Am Ende eines persönlich guten - aber auch wahnsinnig anstrengenden - Jahres möchte ich mich bei dir und euch bedanken. Nämlich, dass ihr Leser:innen dieses Newsletters seid.
davaidavai war für mich als Newsletter ein publizistisches Experiment und begleitet mich als Aufgabe neben Job, Familie und Hobbies über mehr als vier Jahre in dieser Form (und noch sehr viel länger als Blog). +120 Ausgaben schreiben macht nur dann Freude, wenn sich jemand am Empfangsende darüber freut oder es nützlich findet, was man da zusammenstellt. Dass du das scheinbar tust, ist meine Motivation. Dafür darf man zum Jahresende auch mal Danke sagen.
Noch ein persönlicher Gedanke zum Jahresausgang:
Ich bin das Jahr nochmal Vater geworden und natürlich fragt man sich, in welcher Welt man in dieser Zeit Kinder groß zieht. Auf dem Weg, den ich mit meiner Tochter jeden Morgen zur Kita nehme, stehen an einem Friedhof auf einem großen Banner immer nur zwei Worte “Finde Frieden.” Ich habe länger drüber nachgedacht, was das bedeuten kann. Anders als das - gut meinende aber leider allzu oft naive - “seid doch mal alle friedlich”, habe ich es für mich übersetzt mit: “Wenn du für dich selbst keinen Frieden findest, findet es die Welt um dich herum auch nicht.” Ich kann mit dieser Friedensdefinition persönlich etwas anfangen - es ist zumindest die Friedensdefinition, die mir am meisten hilft, weil ich sie als Mensch selbst kontrollieren kann. Sie hat mit mir zu tun.
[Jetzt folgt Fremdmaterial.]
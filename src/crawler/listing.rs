//! Listing pages of the discovery phase

use crate::config::TargetConfig;
use crate::crawler::inspect::PageInspector;
use crate::crawler::parser::parse_listing;
use crate::crawler::retry::Attempt;
use crate::crawler::session::{BrowserSession, SessionFactory};
use crate::state::FetchStatus;
use crate::CrawlError;
use async_trait::async_trait;
use scraper::Selector;
use std::sync::Arc;
use tokio::sync::Mutex;
use url::Url;

/// Item links found on one listing page
#[derive(Debug, Clone, PartialEq, Eq)]
pub struct ListingPage {
    pub page_number: u32,
    pub item_urls: Vec<String>,
    /// False when this is the last page of the collection
    pub has_next: bool,
}

/// Source of paginated listing views
#[async_trait]
pub trait ListingSource: Send + Sync {
    /// Fetches and classifies one 1-based listing page
    async fn fetch_listing(&self, collection_key: &str, page: u32) -> Attempt<ListingPage>;

    /// Releases any session held by the source
    async fn close(&self) {}
}

/// Listing pages rendered from a URL template and read with CSS selectors
///
/// Discovery is sequential, so a single session is reused across pages.
pub struct HtmlListingSource {
    base_url: Url,
    path_template: String,
    item_selector: Selector,
    next_selector: Option<Selector>,
    factory: Arc<dyn SessionFactory>,
    inspector: Arc<PageInspector>,
    session: Mutex<Option<Box<dyn BrowserSession>>>,
}

impl HtmlListingSource {
    pub fn new(
        config: &TargetConfig,
        factory: Arc<dyn SessionFactory>,
        inspector: Arc<PageInspector>,
    ) -> Result<Self, CrawlError> {
        Ok(Self {
            base_url: Url::parse(&config.base_url)?,
            path_template: config.listing_path.clone(),
            item_selector: parse_selector(&config.item_link_selector)?,
            next_selector: config
                .next_page_selector
                .as_deref()
                .map(parse_selector)
                .transpose()?,
            factory,
            inspector,
            session: Mutex::new(None),
        })
    }

    /// URL of a listing page
    pub fn listing_url(&self, collection_key: &str, page: u32) -> Result<Url, url::ParseError> {
        let collection: String =
            url::form_urlencoded::byte_serialize(collection_key.as_bytes()).collect();
        let path = self
            .path_template
            .replace("{collection}", &collection)
            .replace("{page}", &page.to_string());
        self.base_url.join(&path)
    }
}

#[async_trait]
impl ListingSource for HtmlListingSource {
    async fn fetch_listing(&self, collection_key: &str, page: u32) -> Attempt<ListingPage> {
        let url = match self.listing_url(collection_key, page) {
            Ok(url) => url,
            Err(e) => {
                return Attempt::terminal(
                    FetchStatus::TransportError,
                    format!("invalid listing url: {}", e),
                )
            }
        };

        let mut slot = self.session.lock().await;
        if slot.is_none() {
            match self.factory.open().await {
                Ok(session) => *slot = Some(session),
                Err(e) => return Attempt::transient(FetchStatus::TransportError, e.to_string()),
            }
        }
        let Some(session) = slot.as_mut() else {
            return Attempt::transient(FetchStatus::TransportError, "no listing session");
        };

        tracing::debug!("Fetching listing page {} of '{}': {}", page, collection_key, url);
        let navigation = session.navigate(url.as_str()).await;
        let transport_failed = navigation.is_err();
        let attempt = self.inspector.inspect(session.as_mut(), navigation).await;

        if transport_failed {
            if let Some(session) = slot.take() {
                session.close().await;
            }
        }
        drop(slot);

        attempt.map(|fetched| {
            let base = Url::parse(&fetched.final_url).unwrap_or_else(|_| url.clone());
            let parsed = parse_listing(
                &fetched.body,
                &base,
                &self.item_selector,
                self.next_selector.as_ref(),
            );
            ListingPage {
                page_number: page,
                has_next: !parsed.item_urls.is_empty() && parsed.has_next_marker,
                item_urls: parsed.item_urls,
            }
        })
    }

    async fn close(&self) {
        if let Some(session) = self.session.lock().await.take() {
            session.close().await;
        }
    }
}

fn parse_selector(selector: &str) -> Result<Selector, CrawlError> {
    Selector::parse(selector).map_err(|e| CrawlError::Selector {
        selector: selector.to_string(),
        message: format!("{:?}", e),
    })
}

#[cfg(test)]
mod tests {
    use super::*;
    use crate::config::{ChallengeConfig, FetchConfig};
    use crate::crawler::detector::MarkerSet;
    use crate::crawler::jitter::SequenceJitter;
    use crate::crawler::mitigation::ChallengeMitigator;
    use crate::crawler::session::{HttpSessionFactory, HumanProfile};
    use std::time::Duration;
    use wiremock::matchers::{method, path, query_param};
    use wiremock::{Mock, MockServer, ResponseTemplate};

    fn target(base_url: &str, next: Option<&str>) -> TargetConfig {
        TargetConfig {
            base_url: base_url.to_string(),
            listing_path: "/search/{collection}?page={page}".to_string(),
            item_link_selector: "a.listing".to_string(),
            next_page_selector: next.map(str::to_string),
            items_per_page: 2,
        }
    }

    fn source(config: &TargetConfig) -> HtmlListingSource {
        let markers = MarkerSet::new(&["captcha".to_string()], &[], &[]).unwrap();
        let challenge = ChallengeConfig {
            passive_backoff_min_ms: 0,
            passive_backoff_max_ms: 0,
            ..ChallengeConfig::default()
        };
        let inspector = Arc::new(PageInspector::new(
            markers,
            ChallengeMitigator::new(&challenge, HumanProfile::none(), None),
            Duration::ZERO,
            Arc::new(SequenceJitter::zero()),
        ));
        let factory = Arc::new(HttpSessionFactory::new(&FetchConfig::default()));
        HtmlListingSource::new(config, factory, inspector).unwrap()
    }

    #[test]
    fn test_listing_url_template() {
        let config = target("https://listings.example.com", None);
        let source = source(&config);

        assert_eq!(
            source.listing_url("são paulo", 3).unwrap().as_str(),
            "https://listings.example.com/search/s%C3%A3o+paulo?page=3"
        );
    }

    #[tokio::test]
    async fn test_fetch_listing_reads_items_and_next_marker() {
        let server = MockServer::start().await;
        Mock::given(method("GET"))
            .and(path("/search/lisbon"))
            .and(query_param("page", "1"))
            .respond_with(ResponseTemplate::new(200).set_body_string(
                r#"<a class="listing" href="/item/1">1</a>
                   <a class="listing" href="/item/2">2</a>
                   <a class="next" href="?page=2">next</a>"#,
            ))
            .mount(&server)
            .await;
        Mock::given(method("GET"))
            .and(path("/search/lisbon"))
            .and(query_param("page", "2"))
            .respond_with(
                ResponseTemplate::new(200)
                    .set_body_string(r#"<a class="listing" href="/item/3">3</a>"#),
            )
            .mount(&server)
            .await;

        let config = target(&server.uri(), Some("a.next"));
        let source = source(&config);

        let first = match source.fetch_listing("lisbon", 1).await {
            Attempt::Success(page) => page,
            other => panic!("unexpected {:?}", other),
        };
        assert_eq!(first.item_urls.len(), 2);
        assert!(first.item_urls[0].ends_with("/item/1"));
        assert!(first.has_next);

        let second = match source.fetch_listing("lisbon", 2).await {
            Attempt::Success(page) => page,
            other => panic!("unexpected {:?}", other),
        };
        assert_eq!(second.item_urls.len(), 1);
        assert!(!second.has_next);

        source.close().await;
    }

    #[tokio::test]
    async fn test_empty_listing_has_no_next_page() {
        let server = MockServer::start().await;
        Mock::given(method("GET"))
            .respond_with(ResponseTemplate::new(200).set_body_string("<p>No results</p>"))
            .mount(&server)
            .await;

        let source = source(&target(&server.uri(), None));
        match source.fetch_listing("lisbon", 9).await {
            Attempt::Success(page) => {
                assert!(page.item_urls.is_empty());
                assert!(!page.has_next);
            }
            other => panic!("unexpected {:?}", other),
        }
    }

    #[tokio::test]
    async fn test_listing_not_found_is_terminal() {
        let server = MockServer::start().await;
        Mock::given(method("GET"))
            .respond_with(ResponseTemplate::new(404))
            .mount(&server)
            .await;

        let source = source(&target(&server.uri(), None));
        assert!(matches!(
            source.fetch_listing("lisbon", 1).await,
            Attempt::Terminal {
                status: FetchStatus::HttpError(404),
                ..
            }
        ));
    }
}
Gut bebildert und vertont hat diesen Gedanken der große Sir Paul McCartney 1983 mit “Pipes of Peace”, das auch als Musikvideo in sich fantastisch ist. 👇 In dem Video spielt McCartney den tatsächlich authentischen Weihnachtsfrieden von 1914 nach. Vier Monate nach Ausbruch des Ersten Weltkriegs kam es dabei am Weihnachtstag zu spontanen Verbrüderungen zwischen Engländern und Deutschen. Statt sich gegenseitig umzubringen, trafen sie sich im Niemandsland der Front, rauchten, tranken und spielten Fußball, bis der deutsche Generalstab die Versammlung irgendwann auflöste. McCartney spielt in Pipes of Peace den Weihnachtsfrieden in einem deutsch-englischen Dialog durch. Rührend und auf vielen Ebenen wahr. Und, 1983, in einer Zeit komponiert, die ebenfalls dystopisch und sehr unsicher wirkte.
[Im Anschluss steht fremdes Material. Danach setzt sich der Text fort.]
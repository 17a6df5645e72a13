//! Listing-Harvest main entry point
//!
//! This is the command-line interface for the Listing-Harvest crawler.

use anyhow::Context;
use clap::{Parser, ValueEnum};
use listing_harvest::config::{load_config_with_hash, validate, Config, FetchStrategyKind};
use listing_harvest::crawler::{crawl, CrawlSummary};
use listing_harvest::output::{
    generate_markdown_report, load_statistics, print_statistics, print_summary,
};
use listing_harvest::storage::{open_storage, DiscoveryCache};
use std::path::{Path, PathBuf};
use std::process::ExitCode;
use tokio::sync::watch;
use tracing_subscriber::EnvFilter;

/// Listing-Harvest: a resilient two-phase listing site crawler
///
/// Walks the paginated listing views of a collection to discover item URLs,
/// then fetches every discovered item and stores a structured record for it.
/// Interrupted runs resume from the discovery cache.
#[derive(Parser, Debug)]
#[command(name = "listing-harvest")]
#[command(version)]
#[command(about = "A resilient two-phase listing site crawler", long_about = None)]
struct Cli {
    /// Path to TOML configuration file
    #[arg(value_name = "CONFIG")]
    config: PathBuf,

    /// Collection to crawl (overrides crawl.collection-key)
    #[arg(long, value_name = "KEY")]
    collection: Option<String>,

    /// Number of listing pages to discover
    #[arg(long, value_name = "N")]
    max_pages: Option<u32>,

    /// Maximum number of items to extract in this run
    #[arg(long, value_name = "N")]
    max_items: Option<u32>,

    /// Download the images of every stored record
    #[arg(long, conflicts_with = "no_images")]
    images: bool,

    /// Do not download images
    #[arg(long, conflicts_with = "images")]
    no_images: bool,

    /// Listing page to start discovery from, instead of the computed resume point
    #[arg(long, value_name = "N")]
    start_page: Option<u32>,

    /// Item fetch strategy
    #[arg(long, value_enum)]
    strategy: Option<StrategyArg>,

    /// Write a markdown report of the run to this path
    #[arg(long, value_name = "PATH")]
    report: Option<PathBuf>,

    /// Increase logging verbosity (-v, -vv, -vvv)
    #[arg(short, long, action = clap::ArgAction::Count)]
    verbose: u8,

    /// Suppress non-error output
    #[arg(short, long, conflicts_with = "verbose")]
    quiet: bool,

    /// Validate config and show the crawl plan without crawling
    #[arg(long, conflicts_with_all = ["stats", "clear_cache"])]
    dry_run: bool,

    /// Show discovery cache and session statistics and exit
    #[arg(long, conflicts_with_all = ["dry_run", "clear_cache"])]
    stats: bool,

    /// Delete the cached URLs of the collection and exit
    #[arg(long, conflicts_with_all = ["dry_run", "stats"])]
    clear_cache: bool,
}

#[derive(Debug, Clone, Copy, ValueEnum)]
enum StrategyArg {
    Pooled,
    Isolated,
}

impl From<StrategyArg> for FetchStrategyKind {
    fn from(arg: StrategyArg) -> Self {
        match arg {
            StrategyArg::Pooled => FetchStrategyKind::Pooled,
            StrategyArg::Isolated => FetchStrategyKind::Isolated,
        }
    }
}

#[tokio::main]
async fn main() -> ExitCode {
    let cli = Cli::parse();

    // Setup logging based on verbosity
    setup_logging(cli.verbose, cli.quiet);

    match run(cli).await {
        Ok(code) => code,
        Err(e) => {
            tracing::error!("{:#}", e);
            ExitCode::FAILURE
        }
    }
}

async fn run(cli: Cli) -> anyhow::Result<ExitCode> {
    tracing::info!("Loading configuration from: {}", cli.config.display());
    let (mut config, config_hash) = load_config_with_hash(&cli.config)
        .with_context(|| format!("failed to load {}", cli.config.display()))?;
    tracing::info!("Configuration loaded successfully (hash: {})", config_hash);

    apply_overrides(&mut config, &cli);
    validate(&config).context("invalid command-line override")?;

    if cli.dry_run {
        handle_dry_run(&config);
        Ok(ExitCode::SUCCESS)
    } else if cli.stats {
        handle_stats(&config)?;
        Ok(ExitCode::SUCCESS)
    } else if cli.clear_cache {
        handle_clear_cache(&config)?;
        Ok(ExitCode::SUCCESS)
    } else {
        let summary = handle_crawl(config.clone(), &config_hash).await?;
        if let Some(path) = &cli.report {
            write_report(&config, &summary, path)?;
        }
        let code = summary.status.exit_code();
        Ok(ExitCode::from(u8::try_from(code).unwrap_or(1)))
    }
}

/// Sets up the logging/tracing subscriber based on verbosity level
fn setup_logging(verbose: u8, quiet: bool) {
    let filter = if quiet {
        // Only show errors
        EnvFilter::new("error")
    } else {
        match verbose {
            0 => EnvFilter::new("listing_harvest=info,warn"),
            1 => EnvFilter::new("listing_harvest=debug,info"),
            2 => EnvFilter::new("listing_harvest=trace,debug"),
            _ => EnvFilter::new("trace"),
        }
    };

    tracing_subscriber::fmt()
        .with_env_filter(filter)
        .with_target(false)
        .with_thread_ids(false)
        .with_file(false)
        .init();
}

/// Applies command-line overrides on top of the loaded file
fn apply_overrides(config: &mut Config, cli: &Cli) {
    if let Some(collection) = &cli.collection {
        config.crawl.collection_key = collection.clone();
    }
    if let Some(max_pages) = cli.max_pages {
        config.crawl.max_pages = max_pages;
    }
    if let Some(max_items) = cli.max_items {
        config.crawl.max_items = Some(max_items);
    }
    if cli.images {
        config.crawl.download_images = true;
    }
    if cli.no_images {
        config.crawl.download_images = false;
    }
    if let Some(start_page) = cli.start_page {
        config.crawl.start_page = Some(start_page);
    }
    if let Some(strategy) = cli.strategy {
        config.fetch.strategy = strategy.into();
    }
}

/// Handles the --dry-run mode: validates config and shows the crawl plan
fn handle_dry_run(config: &Config) {
    println!("=== Listing-Harvest Dry Run ===\n");

    println!("Target:");
    println!("  Base URL: {}", config.target.base_url);
    println!("  Listing path: {}", config.target.listing_path);
    println!("  Items per page: {}", config.target.items_per_page);

    println!("\nCrawl:");
    println!("  Collection: {}", config.crawl.collection_key);
    println!("  Max pages: {}", config.crawl.max_pages);
    match config.crawl.max_items {
        Some(max) => println!("  Max items: {}", max),
        None => println!("  Max items: unlimited"),
    }
    match config.crawl.start_page {
        Some(page) => println!("  Start page: {}", page),
        None => println!("  Start page: computed from stored records"),
    }
    println!("  Download images: {}", config.crawl.download_images);

    println!("\nFetch:");
    println!("  Strategy: {}", config.fetch.strategy);
    match config.fetch.strategy {
        FetchStrategyKind::Pooled => {
            println!(
                "  Max concurrent sessions: {}",
                config.fetch.pooled.max_concurrent_sessions
            );
            println!(
                "  Max requests per minute: {}",
                config.fetch.pooled.max_requests_per_minute
            );
        }
        FetchStrategyKind::Isolated => {
            println!(
                "  Inter-item delay: {}-{}ms",
                config.fetch.isolated.min_delay_ms, config.fetch.isolated.max_delay_ms
            );
        }
    }
    println!(
        "  Retries: {} (base {}ms, +{}ms per retry)",
        config.retry.max_retries, config.retry.base_delay_ms, config.retry.increment_ms
    );
    println!(
        "  Solving service: {}",
        config
            .challenge
            .solver_endpoint
            .as_deref()
            .unwrap_or("none")
    );

    println!("\nOutput:");
    println!("  Database: {}", config.output.database_path);
    println!("  Images: {}", config.output.image_dir);

    println!("\n✓ Configuration is valid");
}

/// Handles the --stats mode: shows statistics from the database
fn handle_stats(config: &Config) -> anyhow::Result<()> {
    println!("Database: {}\n", config.output.database_path);

    let storage = open_storage(Path::new(&config.output.database_path))?;
    let stats = load_statistics(&storage, &config.crawl.collection_key, 5)?;
    print_statistics(&stats);

    Ok(())
}

/// Handles the --clear-cache mode
fn handle_clear_cache(config: &Config) -> anyhow::Result<()> {
    let mut storage = open_storage(Path::new(&config.output.database_path))?;
    let removed = storage.clear_cache(&config.crawl.collection_key)?;
    println!(
        "✓ Removed {} cached URL(s) for collection '{}'",
        removed, config.crawl.collection_key
    );
    Ok(())
}

/// Handles the main crawl operation
async fn handle_crawl(config: Config, config_hash: &str) -> anyhow::Result<CrawlSummary> {
    let (shutdown_tx, shutdown_rx) = watch::channel(false);

    tokio::spawn(async move {
        if tokio::signal::ctrl_c().await.is_ok() {
            tracing::warn!("Received Ctrl+C, finishing in-flight items");
            let _ = shutdown_tx.send(true);

            // Second Ctrl+C skips the grace period.
            if tokio::signal::ctrl_c().await.is_ok() {
                tracing::error!("Force quit requested, exiting immediately");
                std::process::exit(130);
            }
        }
    });

    let summary = crawl(config, config_hash, shutdown_rx)
        .await
        .context("crawl could not start")?;
    print_summary(&summary);
    Ok(summary)
}

fn write_report(config: &Config, summary: &CrawlSummary, path: &Path) -> anyhow::Result<()> {
    let storage = open_storage(Path::new(&config.output.database_path))?;
    let stats = load_statistics(&storage, &summary.collection_key, 1)?;
    generate_markdown_report(summary, &stats, path)
        .with_context(|| format!("failed to write report to {}", path.display()))?;
    println!("✓ Report written to: {}", path.display());
    Ok(())
}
Auch wenn ich Pipes of Peace als politisches Statement nicht allzu sehr verklären will, und auch wenn die Konflikte unserer Zeit nicht mit “Jetzt macht doch mal Frieden” zu lösen sind, steckt in dem Song eine tiefere Wahrheit, an die ich dieses Jahr als Vater besonders denke. Und zwar dann, wenn McCartney über unser aller Job singt, den wir als Vorbilder und Eltern tatsächlich in einer unsicheren Zeit kontrollieren können. Der nächsten Generation menschlich ein Vorbild sein, dass sie es vielleicht ein Stück besser macht:
“Help them to learn
Songs of joy instead of "burn, baby, burn"
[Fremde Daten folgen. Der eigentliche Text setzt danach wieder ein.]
//! SQLite storage implementation
//!
//! This module provides a SQLite-based implementation of the storage traits.

use crate::state::{ErrorKind, SessionStatus, UrlOutcome};
use crate::storage::schema::initialize_schema;
use crate::storage::traits::{
    DiscoveryCache, RecordRepository, SessionStore, StorageError, StorageResult,
};
use crate::storage::{
    CacheStats, CrawlErrorRecord, CrawlSessionRecord, DiscoveredUrl, ImageRecord, ImageStatus,
    SessionCounters, StructuredRecord, UpsertOutcome,
};
use crate::CrawlError;
use chrono::Utc;
use rusqlite::{params, Connection, OptionalExtension, Row};
use std::collections::BTreeMap;
use std::path::Path;

const DISCOVERED_COLUMNS: &str =
    "id, url, collection_key, page_number, discovered_at, processed, outcome, error_note";

const SESSION_COLUMNS: &str = "id, started_at, ended_at, collection_key, item_budget, config_hash,
     items_found, items_new, items_updated, items_failed, images_ok, images_failed,
     pages_failed, status, error_message";

/// SQLite storage backend
pub struct SqliteStorage {
    conn: Connection,
}

impl SqliteStorage {
    /// Creates a new SqliteStorage instance
    ///
    /// # Arguments
    ///
    /// * `path` - Path to the SQLite database file
    ///
    /// # Returns
    ///
    /// * `Ok(SqliteStorage)` - Successfully opened/created database
    /// * `Err(CrawlError)` - Failed to open database
    pub fn new(path: &Path) -> Result<Self, CrawlError> {
        let conn = Connection::open(path)?;

        conn.execute_batch(
            "
            PRAGMA journal_mode = WAL;
            PRAGMA synchronous = NORMAL;
            PRAGMA foreign_keys = ON;
            PRAGMA temp_store = MEMORY;
            PRAGMA busy_timeout = 5000;
        ",
        )?;

        initialize_schema(&conn)?;

        Ok(Self { conn })
    }

    /// Creates an in-memory database (for testing)
    #[cfg(test)]
    pub fn new_in_memory() -> Result<Self, CrawlError> {
        let conn = Connection::open_in_memory()?;
        conn.execute_batch("PRAGMA foreign_keys = ON;")?;
        initialize_schema(&conn)?;
        Ok(Self { conn })
    }
}

fn discovered_from_row(row: &Row<'_>) -> rusqlite::Result<DiscoveredUrl> {
    Ok(DiscoveredUrl {
        id: row.get(0)?,
        url: row.get(1)?,
        collection_key: row.get(2)?,
        page_number: row.get(3)?,
        discovered_at: row.get(4)?,
        processed: row.get::<_, i64>(5)? != 0,
        outcome: UrlOutcome::from_db_string(&row.get::<_, String>(6)?)
            .unwrap_or(UrlOutcome::Unset),
        error_note: row.get(7)?,
    })
}

fn session_from_row(row: &Row<'_>) -> rusqlite::Result<CrawlSessionRecord> {
    Ok(CrawlSessionRecord {
        id: row.get(0)?,
        started_at: row.get(1)?,
        ended_at: row.get(2)?,
        collection_key: row.get(3)?,
        item_budget: row.get(4)?,
        config_hash: row.get(5)?,
        counters: SessionCounters {
            found: row.get::<_, i64>(6)? as u64,
            new: row.get::<_, i64>(7)? as u64,
            updated: row.get::<_, i64>(8)? as u64,
            failed: row.get::<_, i64>(9)? as u64,
            images_ok: row.get::<_, i64>(10)? as u64,
            images_failed: row.get::<_, i64>(11)? as u64,
            pages_failed: row.get::<_, i64>(12)? as u64,
        },
        status: SessionStatus::from_db_string(&row.get::<_, String>(13)?)
            .unwrap_or(SessionStatus::Running),
        error_message: row.get(14)?,
    })
}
Let us show them how to play
The pipes of peace
Play the pipes of peace.”
In diesem Sinne. Wir sehen uns 2024 wieder mit der 122. Ausgabe von davaidavai.
Bis dahin frohe Weihnachten, einen guten Rutsch. Und ein fantastisches neues Jahr 2024, in dem wir hoffentlich alle unserem Frieden etwas näher kommen.
Gerald Hensel
P.S. Spooky Fun Fact. Es gibt ein Bild vom Weihnachtsfrieden 1914, auf dem ein Soldat erscheint, der Paul McCartney wie aus dem Gesicht geschnitten zu sein scheint. Man achte auf den deutschen Soldaten mittig links hinter diesem Link.
Lieber Gerald, ich bin relativ neue Followerin und möchte mich an dieser Stelle einfach mal bedanken. Für einen der wirklich rar gesäten Newsletter mit m. E. hohem Mehrwert und ebenso hohem Spaßfaktor beim Lesen. Lieben Dank dafür!
Freue mich auf ein weiteres Fischbrötchen in 2024!